Now, the brand in partnership with YouTube celebrity chef and vegan proponent Gaz Oakley has launched the ‘Avant-Gard’n’, a Japanese-inspired dish that features BBQ glazed seitan, sticky rice, caramelised king oyster mushrooms, asparagus, edamame, spring onion, carrots-- and most noticeably, a vegan ‘egg’.
“We truly believe in championing plant based eating. Meat free should not mean taste free. Rather than simply modifying existing dishes to make them vegan, we want to continually innovate in this area. We have a responsibility to keep introducing vegan items to the menu with sustainable eating become increasingly important,” Wagamama executive chef Steve Mangleshot said.
“We loved the fact that the egg added a new dimension of flavour to the overall dish and was not a ‘gimmick’. With the expertise of Gaz I think we’ve created a truly unique and delicious offering. We’ve had increasing demand for vegan dishes from our customers over recent years and love to explore innovative methods of delivering these in new and exciting ways. Gaz’s ethos and dedication to passion for creating flavour meant he was the perfect choice for our collab”.
Made with a coconut milk, cornflour and miso egg white and a Siracha mayo yolk, the vegan egg white is designed to have the same consistency of real eggs and the yolk is equally soft but is designed to have its own unique taste.
According to Wagamama, the white of the egg is made by combining ingredients in a bowl then thickening over the stove. This mixture is poured into an ‘egg mould’ and this egg mould is then set in the fridge for a couple hours. Once set, the chefs use a melon baller to dissect the ‘yolk hole’, once a hole is made, and just before serving, the chef squeezes sriracha mayonnaise into the yolk hole producing the stunning vegan egg.
Oakley said that the egg is not intended to taste like real eggs but rather flavoured with coconut, lemongrass and sriracha mayo to complement the rest of the dish. The vegan egg contains 43 kilocalories, approximately the same number in a real egg.

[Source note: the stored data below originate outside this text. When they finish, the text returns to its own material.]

//! Testes dos drivers (lógica pura, sem acesso a portas)

#![cfg(test)]

use super::device::{probe_all, Device, DriverInit};
use super::pic::{classify, Ack};
use super::pit::{divisor_for, timer_tick, BASE_FREQUENCY};
use super::serial::{emit_hex, emit_str, take_captured};
use crate::arch::TrapFrame;
use crate::core::time::TickSource;
use crate::sys::Errno;

#[test]
fn serial_hex_formats() {
    take_captured();
    emit_hex(0x1f);
    emit_str(" ");
    emit_hex(0x1_0000_0000);
    assert_eq!(take_captured(), "0x0000001f 0x0000000100000000");
}

#[test]
fn pic_regular_irq_gets_eoi() {
    assert_eq!(classify(1, 0), Ack::Eoi { slave: false });
    assert_eq!(classify(12, 0), Ack::Eoi { slave: true });
}

#[test]
fn pic_detects_spurious_lines() {
    assert_eq!(classify(7, 0), Ack::SpuriousMaster);
    assert_eq!(classify(7, 1 << 7), Ack::Eoi { slave: false });
    assert_eq!(classify(15, 1 << 2), Ack::SpuriousSlave);
    assert_eq!(classify(15, 1 << 15), Ack::Eoi { slave: true });
}

#[test]
fn pit_divisor() {
    assert_eq!(divisor_for(1000), Ok((1193, 1000)));
    assert_eq!(divisor_for(0), Err(Errno::EINVAL));
    // Abaixo de ~18.2 Hz o divisor não cabe em 16 bits
    assert_eq!(divisor_for(10), Err(Errno::EINVAL));
    assert_eq!(divisor_for(BASE_FREQUENCY), Ok((1, BASE_FREQUENCY)));
}

#[test]
fn pit_tick_advances_counter() {
    let timer = super::pit::SystemTimer;
    let before = timer.ticks();
    timer_tick(&mut TrapFrame::for_vector(32));
    timer_tick(&mut TrapFrame::for_vector(32));
    // Outros testes também podem tickar em paralelo
    assert!(timer.ticks() >= before + 2);
}

struct NullDevice;

impl Device for NullDevice {
    fn name(&self) -> &str {
        "null"
    }

    fn read(&self, _buf: &mut [u8]) -> usize {
        0
    }

    fn write(&self, buf: &[u8]) -> usize {
        buf.len()
    }
}

static NULL: NullDevice = NullDevice;

fn null_init() -> Option<&'static dyn Device> {
    Some(&NULL)
}

fn absent_init() -> Option<&'static dyn Device> {
    None
}

#[test]
fn probe_registers_present_devices() {
    let drivers: [DriverInit; 3] = [null_init, absent_init, null_init];
    let mut names = std::vec::Vec::new();

    let found = probe_all(&drivers, |dev| names.push(dev.name()));

    assert_eq!(found, 2);
    assert_eq!(names, ["null", "null"]);
}
//! Driver do PIT (Programmable Interval Timer) - Intel 8253/8254.
//!
//! Heartbeat do kernel: o canal 0 gera a IRQ 0 na frequência configurada e
//! `timer_tick` (registrado na IRQ 0 pelo `Kernel::init`) incrementa o
//! contador global de ticks.
//!
//! # Limitações
//! - Frequência base fixa de ~1.19 MHz.
//! - Divisor de 16 bits: frequências abaixo de ~18.2 Hz não são possíveis.

use crate::arch::TrapFrame;
use crate::core::time::TickSource;
use crate::sys::Errno;
use core::sync::atomic::{AtomicU64, Ordering};

/// Frequência base do oscilador do PIT (1.193182 MHz).
pub const BASE_FREQUENCY: u32 = 1_193_182;

// Portas de I/O do PIT
#[cfg(any(target_arch = "x86", target_arch = "x86_64"))]
const PORT_CHANNEL0: u16 = 0x40; // Canal 0 (System Timer)
#[cfg(any(target_arch = "x86", target_arch = "x86_64"))]
const PORT_COMMAND: u16 = 0x43; // Registrador de Comando

/// Canal 0, acesso lobyte/hibyte, modo 3 (onda quadrada), binário
#[cfg(any(target_arch = "x86", target_arch = "x86_64"))]
const CMD_SQUARE_WAVE: u8 = 0x36;

/// Contador global de ticks do sistema (Monotonic Clock).
/// Incrementado a cada interrupção do timer.
pub static TICKS: AtomicU64 = AtomicU64::new(0);

/// Calcula o divisor do canal 0 para `freq` Hz.
///
/// Retorna `(divisor, frequência real)`.
pub fn divisor_for(freq: u32) -> Result<(u16, u32), Errno> {
    if freq == 0 || freq > BASE_FREQUENCY {
        crate::kwarn!("(PIT) Frequência inválida: ", freq);
        return Err(Errno::EINVAL);
    }

    let divisor = BASE_FREQUENCY / freq;
    if divisor > u16::MAX as u32 {
        crate::kwarn!("(PIT) Divisor muito grande para a frequência ", freq);
        return Err(Errno::EINVAL);
    }

    Ok((divisor as u16, BASE_FREQUENCY / divisor))
}

/// Programa o canal 0 para `freq` Hz. Retorna a frequência real.
#[cfg(any(target_arch = "x86", target_arch = "x86_64"))]
pub fn init(freq: u32) -> Result<u32, Errno> {
    use crate::arch::x86::ports::outb;

    let (divisor, actual) = divisor_for(freq)?;
    crate::ktrace!("(PIT) init: divisor=", divisor);

    outb(PORT_COMMAND, CMD_SQUARE_WAVE);
    outb(PORT_CHANNEL0, (divisor & 0xFF) as u8);
    outb(PORT_CHANNEL0, (divisor >> 8) as u8);

    crate::kinfo!("(PIT) Frequência configurada (Hz): ", actual);
    Ok(actual)
}

/// Handler da IRQ 0.
pub fn timer_tick(_frame: &mut TrapFrame) {
    TICKS.fetch_add(1, Ordering::Relaxed);
}

/// Ticks desde o boot.
#[inline]
pub fn ticks() -> u64 {
    TICKS.load(Ordering::Relaxed)
}

/// Fonte de tempo do sistema apoiada no contador do PIT.
pub struct SystemTimer;

impl TickSource for SystemTimer {
    fn ticks(&self) -> u64 {
        ticks()
    }
}
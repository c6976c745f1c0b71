//! Implementação x86 das operações de CPU (HAL).
//!
//! Usa Assembly inline para controle de interrupções e halt. Compila tanto
//! para i386 quanto para x86_64; apenas a leitura de EFLAGS muda de forma.
//!
//! # Segurança
//! Assume execução em Ring 0. Executar `cli`/`sti`/`hlt` em modo usuário gera #GP.

use crate::arch::traits::CpuOps;
use crate::arch::x86::ports::{inb, outb};
use core::arch::asm;

/// Bit 9 de EFLAGS: Interrupt Flag
const EFLAGS_IF: usize = 1 << 9;

/// Controlador de teclado 8042 (usado para o reset da máquina)
const KBD_STATUS: u16 = 0x64;
const KBD_DATA: u16 = 0x60;
const KBD_CMD_RESET: u8 = 0xFE;

pub struct X86Cpu;

impl X86Cpu {
    /// Reinicia a máquina pulsando a linha de reset do 8042.
    ///
    /// Esvazia os buffers do controlador antes de enviar o comando; se o
    /// reset não acontecer, trava a CPU.
    pub fn reset() -> ! {
        Self::disable_interrupts();

        loop {
            let status = inb(KBD_STATUS);
            if status & 0x01 != 0 {
                let _ = inb(KBD_DATA);
            }
            if status & 0x02 == 0 {
                break;
            }
        }

        outb(KBD_STATUS, KBD_CMD_RESET);
        Self::hang()
    }
}

impl CpuOps for X86Cpu {
    /// Para a execução da CPU até a próxima interrupção (HLT).
    #[inline]
    fn halt() {
        unsafe {
            asm!("hlt", options(nomem, nostack, preserves_flags));
        }
    }

    /// Desabilita interrupções (CLI).
    ///
    /// Sem `nomem`: acessos à memória não podem sair da seção crítica.
    #[inline]
    fn disable_interrupts() {
        unsafe {
            asm!("cli", options(nostack));
        }
    }

    /// Habilita interrupções (STI).
    #[inline]
    fn enable_interrupts() {
        unsafe {
            asm!("sti", options(nostack));
        }
    }

    /// Verifica se as interrupções estão habilitadas (EFLAGS.IF).
    #[inline]
    fn are_interrupts_enabled() -> bool {
        let flags: usize;
        unsafe {
            // PUSHF empilha EFLAGS, POP retira para registrador.
            #[cfg(target_arch = "x86_64")]
            asm!("pushfq", "pop {}", out(reg) flags, options(nomem, preserves_flags));
            #[cfg(target_arch = "x86")]
            asm!("pushfd", "pop {}", out(reg) flags, options(nomem, preserves_flags));
        }
        (flags & EFLAGS_IF) != 0
    }
}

The ‘Avant-Gard’n’ is wagamama’s second collaboration in the Noodle Collab series bringing together trailblazing vegan chef Gaz Oakley and executive chef Steve Mangleshot. Noodle Lab is an open test kitchen for wagamama where the public are asked to give feedback on new dishes to help them decide what goes forward to the national menu.
The new dish was launched in both wagamama Cardiff locations and at the brand’s Noodle Lab restaurant on Dean Street, London.
“I have been a huge fan of Wagamama since I was a kid and it’s so good to see them really supporting the vegan movement. They are never afraid to innovate so this felt like a natural partnership. I was really excited about coming up with the idea of the “vegan egg” as egg features so heavily in Japanese cooking. My social media channels are called @avantgardevegan because I’m always looking to push the boundaries and try new things,” Oakley said.
“This is not so much a substitute for an egg but looks the part and has a similar consistency. Most importantly, it has an incredible flavour that compliments the dish perfectly”.
The Avant Gard’n will be available in all UK restaurants from May 15.
The company recently announced it is replacing all black take-out plastic packaging with grey plastic as part of its larger sustainability plan. Seeking to address concerns how their black plastic is recyclable but undetected by optical scanners at UK recycling plants, the new move could potentially lead to 15.4 million pieces of plastic being "easily" recycled annually.
Wagamama has also decided to eliminate annually 2.7 million cardboard sleeves, used to indicate the contents of each bowl.